“Има ва таре” — сказала японская поэтесса Оно-но Комати тысячу сто лет назад — в девятом веке. Смешное имя — Оно-но. А слова — не смешные, скорее печальные: “Это так… что должно быть, пусть свершится”. Философия покорности и обреченности. Хрупкая, как карликовые сосенки, высаживаемые японцами в фарфоровых горшочках. Не только что ветер — сквозняк и тот ломает их… Или нет? Или она думала совсем о другом — о том, что все подчиняется закономерности обстоятельств, создаваемых самим человеком?
Мороз, расправившись с пальто, добирается до тела, и я, согреваясь, трусцой бегу к площади. Задыхаясь, вваливаюсь в будку автомата и набираю номер конторы.
— Фрейлейн Анна?
— Леман?
— Да, я… Добрый день, Анна. Извините, что отрываю от дел…
— Я плохо слышу, Леман. Говорите громче.
Автомат напоминает морозильную камеру; пальцы прилипают к трубке, и я дую на них, кричу:
— Я в Тиргартене, Анна. Здесь чертовски хорошо, хотя и холодно, как в Гренландии. Скажите, фон Арвид не очень разозлился?
— В Тиргартене? — переспрашивает Анна. — А что вы там делаете?.. Нет, все обошлось, но я не ждала вас раньше завтрашнего дня.
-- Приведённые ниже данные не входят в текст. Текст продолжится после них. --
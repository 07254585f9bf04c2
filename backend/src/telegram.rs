//! Alert transports for the notification dispatcher.

use std::time::Duration;

use anyhow::Context;
use async_trait::async_trait;
use reqwest::Client;
use serde::Serialize;
use tracing::{info, instrument};

use scheduler::Notifier;

#[derive(Serialize)]
struct SendMessage<'a> {
    chat_id: &'a str,
    text: &'a str,
    parse_mode: &'static str,
}

/// Delivers alerts through the Telegram Bot API `sendMessage` method.
/// The subscriber address is the chat id.
#[derive(Clone)]
pub struct TelegramNotifier {
    http: Client,
    // Carries the bot token; never log it.
    send_url: String,
}

impl TelegramNotifier {
    pub fn new(api_url: &str, bot_token: &str, timeout: Duration) -> anyhow::Result<Self> {
        let http = Client::builder()
            .timeout(timeout)
            .build()
            .context("building telegram http client")?;

        Ok(Self {
            http,
            send_url: format!("{}/bot{}/sendMessage", api_url.trim_end_matches('/'), bot_token),
        })
    }
}

#[async_trait]
impl Notifier for TelegramNotifier {
    #[instrument(skip(self, message), level = "debug")]
    async fn notify(&self, address: &str, message: &str) -> anyhow::Result<()> {
        let resp = self
            .http
            .post(&self.send_url)
            .json(&SendMessage {
                chat_id: address,
                text: message,
                parse_mode: "Markdown",
            })
            .send()
            .await
            .context("telegram sendMessage request")?;

        let status = resp.status();
        if !status.is_success() {
            let body = resp.text().await.unwrap_or_default();
            anyhow::bail!("telegram sendMessage returned {status}: {body}");
        }

        Ok(())
    }
}

/// Stand-in transport when no bot token is configured.
pub struct LogNotifier;

#[async_trait]
impl Notifier for LogNotifier {
    async fn notify(&self, address: &str, message: &str) -> anyhow::Result<()> {
        info!(%address, %message, "alert (no transport configured)");
        Ok(())
    }
}

#[cfg(test)]
mod tests {
    use super::*;

    #[test]
    fn send_url_ignores_trailing_slash() {
        let n = TelegramNotifier::new("https://api.telegram.org/", "123:abc", Duration::from_secs(1))
            .unwrap();

        assert_eq!(n.send_url, "https://api.telegram.org/bot123:abc/sendMessage");
    }

    #[tokio::test]
    async fn unreachable_api_is_an_error() {
        let n = TelegramNotifier::new("http://127.0.0.1:9", "t", Duration::from_millis(500)).unwrap();

        assert!(n.notify("42", "hello").await.is_err());
    }

    #[tokio::test]
    async fn log_notifier_always_succeeds() {
        assert!(LogNotifier.notify("42", "*hi*").await.is_ok());
    }
}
Доложить господину управляющему, что вы выйдете на дежурство?
— Вы прелесть, Анна! Как бы я жил без вас? Спасибо и… поверьте, Леман умеет быть благодарным. До свидания, Анна.
Я вешаю трубку и растираю уши. Все обошлось. Да и разве могло не обойтись, если докладную на стол фон Арвида клала сама фрейлейн Анна, крайне заинтересованная в том, чтобы ночной сторож Леман не подвергся взысканию за отлучку?.. Теперь на очереди Цоллер.
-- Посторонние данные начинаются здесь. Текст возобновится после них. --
use rust_decimal::Decimal;
use serde::Deserialize;
use serde_json::Value;
use tracing::{debug, warn};

use super::errors::GeckoError;
use crate::types::AssetSnapshot;

/// One element of `/coins/markets`.
#[derive(Debug, Deserialize)]
pub struct MarketRow {
    pub id: String,
    pub symbol: String,
    pub name: String,

    pub current_price: Option<Decimal>,

    #[serde(default)]
    pub price_change_percentage_24h: Option<Decimal>,
    #[serde(default)]
    pub market_cap_rank: Option<u32>,
    #[serde(default)]
    pub sparkline_in_7d: Option<SparklineIn7d>,
}

#[derive(Debug, Deserialize)]
pub struct SparklineIn7d {
    #[serde(default)]
    pub price: Vec<Option<Decimal>>,
}

impl MarketRow {
    /// `None` when the provider has no price for this asset yet.
    fn into_snapshot(self) -> Option<AssetSnapshot> {
        let current_price = self.current_price?;

        Some(AssetSnapshot {
            asset_id: self.id,
            symbol: self.symbol,
            display_name: self.name,
            current_price,
            change_24h_pct: self.price_change_percentage_24h,
            market_cap_rank: self.market_cap_rank,
            sparkline: self
                .sparkline_in_7d
                .map(|s| s.price.into_iter().flatten().collect()),
        })
    }
}

/// Parses a `/coins/markets` body.
///
/// The body must be a JSON array. Individual malformed or priceless rows are
/// dropped so one bad listing does not take the whole snapshot down.
pub fn parse_markets(body: Value) -> Result<Vec<AssetSnapshot>, GeckoError> {
    let Value::Array(rows) = body else {
        return Err(GeckoError::InvalidResponse(format!(
            "expected array of markets, got {}",
            kind_of(&body)
        )));
    };

    let mut out = Vec::with_capacity(rows.len());
    for row in rows {
        match serde_json::from_value::<MarketRow>(row) {
            Ok(r) => {
                let id = r.id.clone();
                match r.into_snapshot() {
                    Some(s) => out.push(s),
                    None => debug!(asset_id = %id, "skipping market row without price"),
                }
            }
            Err(e) => warn!(error = %e, "skipping malformed market row"),
        }
    }

    Ok(out)
}

/// Extracts `body[asset_id].usd` from a `/simple/price` body.
///
/// Missing, non-numeric and non-positive prices all read as "no price".
pub fn parse_simple_price(body: &Value, asset_id: &str) -> Option<Decimal> {
    let raw = body.get(asset_id)?.get("usd")?;
    let price: Decimal = serde_json::from_value(raw.clone()).ok()?;

    (price > Decimal::ZERO).then_some(price)
}

fn kind_of(v: &Value) -> &'static str {
    match v {
        Value::Null => "null",
        Value::Bool(_) => "bool",
        Value::Number(_) => "number",
        Value::String(_) => "string",
        Value::Array(_) => "array",
        Value::Object(_) => "object",
    }
}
Диск вращается, жужжит, вызывая в мембране сухой треск и шорохи. Ожидая соединения, я танцую на месте, пристукиваю каблуками; голова опять начинает кружиться…
— Здесь Цоллер!
— Господин советник? Это я, Франц Леман, вы узнаете меня? Я звоню из Тиргартена и, если господин советник не занят, хотел бы просить о встрече. Это здорово важно!
Я выпаливаю тираду единым духом, не давая Цоллеру времени для сопоставлений и вопросов. Черт дернул меня за язык сказать Анне про парк! Теперь приходится говорить о нем Цоллеру, стараясь, чтобы советник не пытался установить, где же логическая связь — или отсутствие ее — между Тиргартеном, на другом от Панкова конце Берлина, и горячим желанием Лемана немедленно встретиться по важному делу.
Треск и шорох в трубке. Наконец голос — хриплое ворчание:
— Хорошо, сынок! Иди в сторону Клейнерштерн и жди меня у аптеки. Я буду через двадцать пять минут.
Клейнерштерн — “Маленькая звезда”. Я знаю эту площадь, но не видел там аптеки. Хотя нет, Цоллер точен — рядом с площадью, в полсотне метров, мне попадалась однажды витрина с банками и склянками; клистирных дел заведение, неведомо зачем затесавшееся в парковый район.
Хорошо гренландским эскимосам — в одежде из шкур им любой мороз нипочем! Что же касается меня, то тело мое деревенеет, пока негнущиеся ноги доносят его до места рандеву. Я с трудом поднимаю руку, чтобы посмотреть на часы. Двадцать пять минут прошло, а Цоллера нет. Витрина аптеки затянута льдом; банки с притертыми крышками, заполненные красными и зелеными растворами, жутковато мерцают в темной глубине. Я разглядываю их, не уставая подпрыгивать и щелкать каблуками. Спрашивается, сколько рюмок первосортной выпивки умещается в банке, если, конечно, это спирт? Я бы сейчас с наслаждением пропустил стопку-другую, закусив жареной колбасой… А еще хорошо — яичницу со шкварками. И — спать.
— Эгей, сынок!
Это Цоллер. Я заметил, как он подкатил на своем БМВ, но делаю вид, что не могу оторваться от созерцания банок. Господин советник должен верить, что Леман не обеспокоен, все у него хорошо, у этого Лемана!